**What you need to do**
Copy out every line of the records in which "indexing" can be found.

(Stored items)
+ + + + + + +

//! End-to-end tests of the higher-order cell family.

use approx::assert_relative_eq;
use hocell::cells::{
    HigherOrderCell, HigherOrderCurve, HigherOrderHexahedron, HigherOrderTetrahedron,
    HigherOrderTriangle,
};
use hocell::collocation;
use hocell::indexing;
use hocell::types::{
    AttributeArray, Attributes, PositionStatus, ReferenceCellType, TessellationOutput,
    DEGREES_ATTRIBUTE_NAME,
};
use rand::rngs::StdRng;
use rand::{Rng, SeedableRng};

fn lattice_cell<C: HigherOrderCell<f64> + Default>(
    cell: ReferenceCellType,
    order: [usize; 3],
) -> C {
    let mut c = C::default();
    c.set_order(order).unwrap();
    let points = collocation::standard_points::<f64>(cell, &order).unwrap();
    let ids = (0..points.len()).collect::<Vec<_>>();
    c.set_points(&points, &ids).unwrap();
    c
}

#[test]
fn test_quadratic_triangle_decomposition() {
    // The corner sub-triangle at the origin uses points 0, 3 and 5
    let mut tri: HigherOrderTriangle<f64> =
        lattice_cell(ReferenceCellType::Triangle, [2, 2, 0]);
    assert_eq!(tri.num_sub_cells(), 4);
    let t = tri.triangulate().unwrap();
    assert_eq!(t.point_ids[..3], [0, 3, 5]);
}

#[test]
fn test_hexahedron_body_diagonal_index() {
    assert_eq!(
        indexing::hex_point_index(1, 1, 1, &[1, 1, 1]).unwrap(),
        6
    );
}

#[test]
fn test_quadratic_curve_intervals() {
    let mut curve: HigherOrderCurve<f64> = lattice_cell(ReferenceCellType::Interval, [2, 0, 0]);
    let t = curve.triangulate().unwrap();
    assert_eq!(t.verts_per_cell, 2);
    assert_relative_eq!(t.points[0][0], 0.0);
    assert_relative_eq!(t.points[1][0], 0.5);
    assert_relative_eq!(t.points[2][0], 0.5);
    assert_relative_eq!(t.points[3][0], 1.0);
}

#[test]
fn test_evaluate_position_at_first_control_point() {
    let mut tet: HigherOrderTetrahedron<f64> =
        lattice_cell(ReferenceCellType::Tetrahedron, [3, 3, 3]);
    let x = tet.points()[0];
    let expected = tet.parametric_coords()[0];
    let p = tet.evaluate_position(&x).unwrap();
    assert_eq!(p.status, PositionStatus::Inside);
    assert_relative_eq!(p.dist2, 0.0, epsilon = 1e-12);
    for d in 0..3 {
        assert_relative_eq!(p.pcoords[d], expected[d], epsilon = 1e-10);
    }
}

#[test]
fn test_order_idempotence() {
    let mut tri: HigherOrderTriangle<f64> = lattice_cell(ReferenceCellType::Triangle, [4, 4, 0]);
    let generation = tri.generation();
    for _ in 0..3 {
        tri.set_order([4, 4, 0]).unwrap();
    }
    assert_eq!(tri.generation(), generation);
    assert_eq!(tri.order(), [4, 4, 0]);
}

#[test]
fn test_random_location_round_trip() {
    // Points generated inside the cell come back Inside with matching
    // parametric coordinates
    let mut rng = StdRng::seed_from_u64(0);
    let mut hex: HigherOrderHexahedron<f64> =
        lattice_cell(ReferenceCellType::Hexahedron, [2, 2, 2]);
    for _ in 0..20 {
        let pc = [rng.gen::<f64>(), rng.gen::<f64>(), rng.gen::<f64>()];
        let (x, _) = hex.evaluate_location(&pc).unwrap();
        let p = hex.evaluate_position(&x).unwrap();
        assert_eq!(p.status, PositionStatus::Inside);
        for d in 0..3 {
            assert_relative_eq!(p.pcoords[d], pc[d], epsilon = 1e-8);
        }
    }
}

#[test]
fn test_curved_geometry() {
    // A quadratic curve bent into a parabola still reproduces its
    // control points
    let mut curve = HigherOrderCurve::<f64>::new();
    curve
        .set_points(
            &[[0.0, 0.0, 0.0], [2.0, 0.0, 0.0], [1.0, 1.0, 0.0]],
            &[0, 1, 2],
        )
        .unwrap();
    let (x, _) = curve.evaluate_location(&[0.5, 0.0, 0.0]).unwrap();
    assert_relative_eq!(x[0], 1.0, epsilon = 1e-12);
    assert_relative_eq!(x[1], 1.0, epsilon = 1e-12);
    let p = curve.evaluate_position(&[1.0, 1.0, 0.0]).unwrap();
    assert_eq!(p.status, PositionStatus::Inside);
    assert_relative_eq!(p.dist2, 0.0, epsilon = 1e-12);
}

#[test]
fn test_contour_interpolates_point_data() {
    // A linear attribute interpolates exactly at generated contour points
    let mut tet: HigherOrderTetrahedron<f64> =
        lattice_cell(ReferenceCellType::Tetrahedron, [2, 2, 2]);
    let colloc = tet.parametric_coords().to_vec();
    let scalars = colloc.iter().map(|p| p[2]).collect::<Vec<_>>();

    let mut point_data = Attributes::<f64>::new();
    let mut arr = AttributeArray::new("height", 1);
    for p in &colloc {
        arr.push_tuple(&[p[2]]);
    }
    point_data.arrays.push(arr);

    let mut cell_data = Attributes::<f64>::new();
    let mut material = AttributeArray::new("material", 1);
    material.push_tuple(&[7.0]);
    cell_data.arrays.push(material);

    let mut out = TessellationOutput::new(&point_data, &cell_data);
    tet.contour(0.25, &scalars, &point_data, &cell_data, 0, &mut out)
        .unwrap();

    assert!(!out.polys.is_empty());
    for (i, x) in out.points.iter().enumerate() {
        assert_relative_eq!(x[2], 0.25, epsilon = 1e-12);
        assert_relative_eq!(out.point_data.arrays[0].tuple(i)[0], 0.25, epsilon = 1e-12);
    }
    // Cell data is copied once per emitted fragment
    assert_eq!(out.cell_data.arrays[0].len(), out.polys.len());
    assert_relative_eq!(out.cell_data.arrays[0].tuple(0)[0], 7.0);
}

#[test]
fn test_order_from_cell_data_round_trip() {
    let mut cell_data = Attributes::<f64>::new();
    let mut degrees = AttributeArray::new(DEGREES_ATTRIBUTE_NAME, 3);
    degrees.push_tuple(&[2.0, 2.0, 2.0]);
    cell_data.arrays.push(degrees);

    let mut hex = HigherOrderHexahedron::<f64>::new();
    hex.set_order_from_cell_data(&cell_data, 0).unwrap();
    let points =
        collocation::standard_points::<f64>(ReferenceCellType::Hexahedron, &[2, 2, 2]).unwrap();
    let ids = (0..points.len()).collect::<Vec<_>>();
    hex.set_points(&points, &ids).unwrap();
    assert_eq!(hex.num_points(), 27);

    // A mismatched declared order is a hard error
    let mut other = HigherOrderHexahedron::<f64>::new();
    other.set_order([3, 3, 3]).unwrap();
    assert!(other.set_points(&points, &ids).is_err());
}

+ + + + + + +

**Result for this task**
use hocell::indexing;
        indexing::hex_point_index(1, 1, 1, &[1, 1, 1]).unwrap(),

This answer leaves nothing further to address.